*** Data to process

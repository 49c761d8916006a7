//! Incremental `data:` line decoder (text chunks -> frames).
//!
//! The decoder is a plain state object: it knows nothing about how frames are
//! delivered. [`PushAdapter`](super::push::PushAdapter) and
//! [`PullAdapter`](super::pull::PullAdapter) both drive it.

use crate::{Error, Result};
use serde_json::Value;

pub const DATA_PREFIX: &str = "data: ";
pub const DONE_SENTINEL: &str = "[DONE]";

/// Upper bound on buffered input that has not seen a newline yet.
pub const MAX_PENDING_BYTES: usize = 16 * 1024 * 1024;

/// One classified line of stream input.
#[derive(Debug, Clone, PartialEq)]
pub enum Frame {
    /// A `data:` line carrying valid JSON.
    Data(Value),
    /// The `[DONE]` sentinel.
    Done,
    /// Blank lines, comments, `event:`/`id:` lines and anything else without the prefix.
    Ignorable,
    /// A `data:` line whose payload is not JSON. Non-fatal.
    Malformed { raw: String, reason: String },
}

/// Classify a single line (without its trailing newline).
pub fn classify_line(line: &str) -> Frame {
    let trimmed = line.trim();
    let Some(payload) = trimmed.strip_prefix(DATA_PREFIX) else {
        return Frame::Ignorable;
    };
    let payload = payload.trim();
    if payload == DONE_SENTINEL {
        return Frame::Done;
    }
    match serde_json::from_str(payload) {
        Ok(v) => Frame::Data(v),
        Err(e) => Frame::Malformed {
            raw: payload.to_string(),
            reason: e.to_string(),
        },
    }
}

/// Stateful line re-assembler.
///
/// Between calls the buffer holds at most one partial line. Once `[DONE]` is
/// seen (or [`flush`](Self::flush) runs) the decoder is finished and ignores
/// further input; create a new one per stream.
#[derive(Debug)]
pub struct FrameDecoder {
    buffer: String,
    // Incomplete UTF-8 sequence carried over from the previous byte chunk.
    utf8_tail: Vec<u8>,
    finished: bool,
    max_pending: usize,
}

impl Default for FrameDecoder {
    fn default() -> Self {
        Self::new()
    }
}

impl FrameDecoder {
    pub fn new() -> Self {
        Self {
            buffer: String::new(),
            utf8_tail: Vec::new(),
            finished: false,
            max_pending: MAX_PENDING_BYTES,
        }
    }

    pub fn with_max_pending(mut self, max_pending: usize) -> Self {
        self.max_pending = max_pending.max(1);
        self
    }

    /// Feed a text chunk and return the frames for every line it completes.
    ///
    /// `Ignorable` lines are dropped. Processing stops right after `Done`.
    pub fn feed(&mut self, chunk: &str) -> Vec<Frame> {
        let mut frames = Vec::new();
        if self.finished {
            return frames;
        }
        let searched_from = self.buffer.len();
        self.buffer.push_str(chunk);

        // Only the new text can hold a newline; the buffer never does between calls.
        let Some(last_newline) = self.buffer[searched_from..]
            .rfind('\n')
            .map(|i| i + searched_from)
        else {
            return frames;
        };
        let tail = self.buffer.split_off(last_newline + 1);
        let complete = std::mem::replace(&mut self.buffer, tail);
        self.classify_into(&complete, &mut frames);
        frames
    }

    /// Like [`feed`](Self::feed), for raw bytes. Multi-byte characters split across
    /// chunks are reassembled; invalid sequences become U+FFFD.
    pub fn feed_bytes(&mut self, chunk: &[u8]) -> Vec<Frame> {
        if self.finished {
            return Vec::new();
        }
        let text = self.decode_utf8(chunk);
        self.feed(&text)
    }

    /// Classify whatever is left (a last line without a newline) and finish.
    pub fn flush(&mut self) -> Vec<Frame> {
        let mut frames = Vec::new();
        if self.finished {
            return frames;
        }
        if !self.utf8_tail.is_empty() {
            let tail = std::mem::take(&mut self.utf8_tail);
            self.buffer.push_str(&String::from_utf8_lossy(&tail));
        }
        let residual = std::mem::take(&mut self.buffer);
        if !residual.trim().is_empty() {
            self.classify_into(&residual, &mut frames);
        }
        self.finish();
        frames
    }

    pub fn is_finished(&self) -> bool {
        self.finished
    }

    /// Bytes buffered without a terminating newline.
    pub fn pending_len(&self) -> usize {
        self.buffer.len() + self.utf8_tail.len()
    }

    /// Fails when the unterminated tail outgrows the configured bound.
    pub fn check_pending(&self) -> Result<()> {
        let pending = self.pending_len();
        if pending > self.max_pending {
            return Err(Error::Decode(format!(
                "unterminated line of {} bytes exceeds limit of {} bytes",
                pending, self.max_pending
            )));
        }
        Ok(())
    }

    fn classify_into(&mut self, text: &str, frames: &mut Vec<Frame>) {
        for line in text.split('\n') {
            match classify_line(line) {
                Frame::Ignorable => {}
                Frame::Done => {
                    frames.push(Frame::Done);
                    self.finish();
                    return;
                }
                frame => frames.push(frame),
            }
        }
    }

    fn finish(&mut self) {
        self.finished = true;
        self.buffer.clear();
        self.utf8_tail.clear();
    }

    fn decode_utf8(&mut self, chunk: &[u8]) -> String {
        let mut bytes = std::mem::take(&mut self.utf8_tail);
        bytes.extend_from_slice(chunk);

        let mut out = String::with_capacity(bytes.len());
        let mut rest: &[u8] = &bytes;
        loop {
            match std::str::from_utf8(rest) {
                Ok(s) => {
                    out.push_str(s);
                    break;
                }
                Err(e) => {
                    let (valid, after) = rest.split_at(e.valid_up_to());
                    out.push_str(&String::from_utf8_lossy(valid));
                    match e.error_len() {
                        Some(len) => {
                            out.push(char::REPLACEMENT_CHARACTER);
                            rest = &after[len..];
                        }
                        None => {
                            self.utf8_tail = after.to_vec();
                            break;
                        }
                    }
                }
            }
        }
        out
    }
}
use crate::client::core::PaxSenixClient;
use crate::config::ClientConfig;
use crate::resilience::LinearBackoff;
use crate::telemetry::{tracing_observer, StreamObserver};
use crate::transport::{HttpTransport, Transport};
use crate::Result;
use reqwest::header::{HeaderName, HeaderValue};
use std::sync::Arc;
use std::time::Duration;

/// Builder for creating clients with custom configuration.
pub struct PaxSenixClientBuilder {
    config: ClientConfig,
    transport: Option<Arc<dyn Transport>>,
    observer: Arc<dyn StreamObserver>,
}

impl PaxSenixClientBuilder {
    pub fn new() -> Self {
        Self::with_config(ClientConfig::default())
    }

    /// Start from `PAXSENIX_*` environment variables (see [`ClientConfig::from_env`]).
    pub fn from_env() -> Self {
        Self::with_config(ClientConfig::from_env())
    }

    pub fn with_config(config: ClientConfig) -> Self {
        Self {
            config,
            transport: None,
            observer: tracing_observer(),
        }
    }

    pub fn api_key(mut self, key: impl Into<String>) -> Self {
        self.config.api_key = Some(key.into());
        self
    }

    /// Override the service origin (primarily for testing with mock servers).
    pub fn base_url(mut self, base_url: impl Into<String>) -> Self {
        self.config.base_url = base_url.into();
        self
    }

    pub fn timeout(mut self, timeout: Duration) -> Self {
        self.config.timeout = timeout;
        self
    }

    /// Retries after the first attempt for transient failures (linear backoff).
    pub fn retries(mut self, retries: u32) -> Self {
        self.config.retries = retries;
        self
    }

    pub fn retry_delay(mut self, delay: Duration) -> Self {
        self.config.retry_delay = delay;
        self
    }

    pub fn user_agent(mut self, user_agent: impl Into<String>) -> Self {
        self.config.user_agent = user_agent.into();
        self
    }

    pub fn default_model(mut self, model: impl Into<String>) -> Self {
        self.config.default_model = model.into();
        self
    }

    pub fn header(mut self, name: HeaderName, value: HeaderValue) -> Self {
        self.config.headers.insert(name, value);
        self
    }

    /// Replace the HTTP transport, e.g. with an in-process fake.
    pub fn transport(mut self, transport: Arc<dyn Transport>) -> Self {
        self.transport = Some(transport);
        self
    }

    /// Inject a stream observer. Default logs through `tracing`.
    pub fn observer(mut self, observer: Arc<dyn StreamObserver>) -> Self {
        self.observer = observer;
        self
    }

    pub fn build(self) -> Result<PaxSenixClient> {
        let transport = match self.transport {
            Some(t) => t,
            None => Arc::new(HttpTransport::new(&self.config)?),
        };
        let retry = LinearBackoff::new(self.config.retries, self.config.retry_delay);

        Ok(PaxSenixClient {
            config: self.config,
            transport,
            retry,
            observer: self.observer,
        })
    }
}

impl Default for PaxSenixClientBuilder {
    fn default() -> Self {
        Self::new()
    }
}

******

• [Work instruction]
From the records, copy out each line that includes the string "StreamObserver".

• [Answer to the exercise]
use crate::telemetry::{tracing_observer, StreamObserver};
    observer: Arc<dyn StreamObserver>,
    pub fn observer(mut self, observer: Arc<dyn StreamObserver>) -> Self {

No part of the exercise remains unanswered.